Naturally, the deal will first affect those who bank at Chase and use Intuit's personal finance applications, which include Mint, TurboTax and QuickBooks. Currently, these applications have a combined audience numbering in the tens of millions. But even if you’re not a customer with Chase and Intuit, here are some major (and largely positive) ways the deal may eventually affect online banking for all customers.

A Different — and Possibly Faster — User Experience

The deal promises to make the use of apps and an online bank account faster in several ways. At present, apps like Mint stay current with your bank account by periodically logging in with the bank, a method that creates added strain on the bank's servers and creates lag between the app and your account. Intuit's new partnership with Chase allows the company's finance apps to obtain customer bank account data from Chase automatically and continuously, through the use of application programming interfaces (APIs). This direct connection should reduce the time and processing power Intuit's apps require to fetch data. Mint, for example, will be faster at downloading the latest transactions from your Chase account and factoring them into its budgets and charts.

This changeover also promises a faster user experience. Until now, financial apps required users to provide their bank ID and password so that the program could log in as the user and copy account data from the bank's site. Following the deal, Intuit's apps will instead redirect users to a Chase login screen, which will then permit the apps to download information directly through the Chase API.

In the press release announcing the deal, the two companies suggest that users may only have to deal with these prompts one time, after which Intuit receives a token from Chase authorizing it to download future data as needed. While that promises a less cumbersome process, it remains to be seen whether Chase and Intuit won't make logins necessary for each new session.

Better Protection of Your Financial Data

Given how information breaches in the past have compromised individual users across multiple accounts, you’re forgiven if you fear that increased centralization of data will be akin to putting all your eggs into one basket, and that a single breach at Chase may compromise your entire financial record.

In fact, Chase and Intuit promise the opposite, and they may be right. Again, we’ll have to see how this plays out in practice, but a direct business-to-business connection via APIs theoretically allows information to remain more secure than in the old system. Rather than giving up IDs and passwords to a slew of apps, users with Chase accounts will only log in with Chase, keeping their credentials secret from third parties.

In short, the fewer places information is stored, the easier it is to protect. And given Chase's vast resources and keen interest in digital security, it's far better situated to provide that protection than the typical fintech company.

A Boom in Other Such Partnerships

Given the technical and security advantages at stake, other major banks will certainly monitor the progress of Chase's new initiative to determine whether they need to do the same. Although APIs have been in wide use on the Internet for over a decade, they haven't played a role in the more recent explosion of third-party apps like Venmo and Mint, which let consumers transfer and budget money through features that banks themselves have been slow to provide. Assuming all goes well, the Chase-Intuit agreement brings these apps one step closer to occupying a permanent position in the financial services industry.

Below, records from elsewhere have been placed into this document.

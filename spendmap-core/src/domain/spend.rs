//! Spend table served by the dashboard

use chrono::NaiveDateTime;
use serde::Serialize;

/// One row of the enriched table, reduced to what the dashboard reads
#[derive(Debug, Clone, PartialEq, Serialize)]
pub struct SpendRow {
    pub created: NaiveDateTime,
    pub amount: f64,
    pub category: String,
    pub description: String,
    pub lat: Option<f64>,
    pub long: Option<f64>,
}

impl SpendRow {
    pub fn new(
        created: NaiveDateTime,
        amount: f64,
        category: impl Into<String>,
        description: impl Into<String>,
    ) -> Self {
        Self {
            created,
            amount,
            category: category.into(),
            description: description.into(),
            lat: None,
            long: None,
        }
    }

    pub fn with_location(mut self, lat: f64, long: f64) -> Self {
        self.lat = Some(lat);
        self.long = Some(long);
        self
    }
}

/// Immutable dashboard data: the enriched table minus internal transfers.
///
/// Row order is table order; it is never re-sorted.
#[derive(Debug, Clone, Default)]
pub struct SpendTable {
    rows: Vec<SpendRow>,
}

impl SpendTable {
    /// Build the table, dropping every row whose category is `internal_category`
    pub fn new(rows: Vec<SpendRow>, internal_category: &str) -> Self {
        let rows = rows
            .into_iter()
            .filter(|r| r.category != internal_category)
            .collect();
        Self { rows }
    }

    pub fn rows(&self) -> &[SpendRow] {
        &self.rows
    }

    /// Earliest and latest `created` present
    pub fn date_bounds(&self) -> Option<(NaiveDateTime, NaiveDateTime)> {
        let min = self.rows.iter().map(|r| r.created).min()?;
        let max = self.rows.iter().map(|r| r.created).max()?;
        Some((min, max))
    }

    pub fn len(&self) -> usize {
        self.rows.len()
    }

    pub fn is_empty(&self) -> bool {
        self.rows.is_empty()
    }
}
//! postcodes.io API client
//!
//! Bulk postcode lookup: `POST /postcodes` with up to 100 postcodes.
//!
//! API Documentation: https://postcodes.io/docs

use std::time::Duration;

use reqwest::blocking::Client;
use serde::{Deserialize, Serialize};
use url::Url;

use crate::domain::result::{Error, Result};
use crate::domain::PostcodeMatch;
use crate::ports::PostcodeGeocoder;

/// Default production API URL
pub const POSTCODES_IO_PRODUCTION_URL: &str = "https://api.postcodes.io";

/// Environment variable to override the postcodes.io base URL.
pub const POSTCODES_IO_BASE_URL_ENV: &str = "POSTCODES_IO_BASE_URL";

/// Hard limit of the bulk lookup endpoint
pub const MAX_BULK_LOOKUP: usize = 100;

// =============================================================================
// API Models
// =============================================================================

#[derive(Debug, Serialize)]
struct BulkLookupRequest<'a> {
    postcodes: &'a [String],
}

#[derive(Debug, Deserialize)]
struct BulkLookupResponse {
    status: u16,
    #[serde(default)]
    result: Vec<BulkLookupEntry>,
}

#[derive(Debug, Deserialize)]
struct BulkLookupEntry {
    query: String,
    result: Option<PostcodeDetails>,
}

/// The subset of a postcodes.io postcode record this crate reads
#[derive(Debug, Deserialize)]
struct PostcodeDetails {
    latitude: Option<f64>,
    longitude: Option<f64>,
}

impl BulkLookupEntry {
    fn into_match(self) -> PostcodeMatch {
        // Some terminated/offshore postcodes resolve without coordinates
        match self.result {
            Some(PostcodeDetails {
                latitude: Some(lat),
                longitude: Some(long),
            }) => PostcodeMatch::resolved(self.query, lat, long),
            _ => PostcodeMatch::unresolved(self.query),
        }
    }
}

// =============================================================================
// HTTP Client
// =============================================================================

/// postcodes.io API client
#[derive(Debug)]
pub struct PostcodesIoClient {
    client: Client,
    base_url: String,
}

impl PostcodesIoClient {
    /// Create a client with a custom base URL
    pub fn new_with_base_url(base_url: &str) -> Result<Self> {
        let parsed = Url::parse(base_url)
            .map_err(|e| Error::config(format!("Invalid postcodes.io URL {base_url:?}: {e}")))?;
        if !matches!(parsed.scheme(), "http" | "https") {
            return Err(Error::config(format!(
                "postcodes.io URL must use http or https, got {}",
                parsed.scheme()
            )));
        }

        let mut builder = Client::builder().timeout(Duration::from_secs(30));
        if matches!(parsed.host_str(), Some("127.0.0.1" | "localhost")) {
            builder = builder.no_proxy();
        }
        let client = builder
            .build()
            .map_err(|e| Error::geocoding(format!("Failed to create HTTP client: {e}")))?;

        Ok(Self {
            client,
            base_url: base_url.trim_end_matches('/').to_string(),
        })
    }

    pub fn base_url(&self) -> &str {
        &self.base_url
    }

    /// Bulk-resolve up to 100 postcodes
    pub fn bulk_lookup(&self, postcodes: &[String]) -> Result<Vec<PostcodeMatch>> {
        if postcodes.len() > MAX_BULK_LOOKUP {
            return Err(Error::validation(format!(
                "postcodes.io accepts at most {} postcodes per request, got {}",
                MAX_BULK_LOOKUP,
                postcodes.len()
            )));
        }
        if postcodes.is_empty() {
            return Ok(Vec::new());
        }

        let url = format!("{}/postcodes", self.base_url);

        let response = self
            .client
            .post(&url)
            .json(&BulkLookupRequest { postcodes })
            .send()
            .map_err(|e| self.map_request_error(e))?;

        self.check_response_status(&response)?;

        let body: BulkLookupResponse = response
            .json()
            .map_err(|e| Error::geocoding(format!("Failed to parse postcodes.io response: {e}")))?;

        if body.status != 200 {
            return Err(Error::geocoding(format!(
                "postcodes.io reported status {}",
                body.status
            )));
        }

        Ok(body.result.into_iter().map(BulkLookupEntry::into_match).collect())
    }

    /// Map request errors to user-friendly messages
    fn map_request_error(&self, error: reqwest::Error) -> Error {
        if error.is_timeout() {
            Error::geocoding("Connection to postcodes.io timed out after 30 seconds")
        } else if error.is_connect() {
            Error::geocoding(format!("Unable to connect to {}", self.base_url))
        } else {
            Error::geocoding(format!("postcodes.io request failed: {error}"))
        }
    }

    /// Check response status and return appropriate errors
    fn check_response_status(&self, response: &reqwest::blocking::Response) -> Result<()> {
        match response.status().as_u16() {
            200 => Ok(()),
            400 => Err(Error::geocoding("postcodes.io rejected the request (HTTP 400)")),
            429 => Err(Error::geocoding("postcodes.io rate limit exceeded (HTTP 429)")),
            status => Err(Error::geocoding(format!("postcodes.io API error: HTTP {status}"))),
        }
    }
}

impl PostcodeGeocoder for PostcodesIoClient {
    fn name(&self) -> &str {
        "postcodes.io"
    }

    fn max_batch_size(&self) -> usize {
        MAX_BULK_LOOKUP
    }

    fn lookup(&self, postcodes: &[String]) -> Result<Vec<PostcodeMatch>> {
        self.bulk_lookup(postcodes)
    }
}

Until now, such deals may have been delayed because traditional banks were reluctant to relinquish their control over customer information. Because they’re uniquely placed to gather consumer account data, banks have been leery of sharing that treasure trove too freely. However, with online services and apps swiftly reshaping the way people use money, banks risk falling behind if they don’t adapt and integrate into the new way things work.

While it remains to be seen how quickly Chase’s competitors follow suit, it seems safe to expect that this deal will be followed by others, and bank customers should get used to the idea of handling their money through third-party software.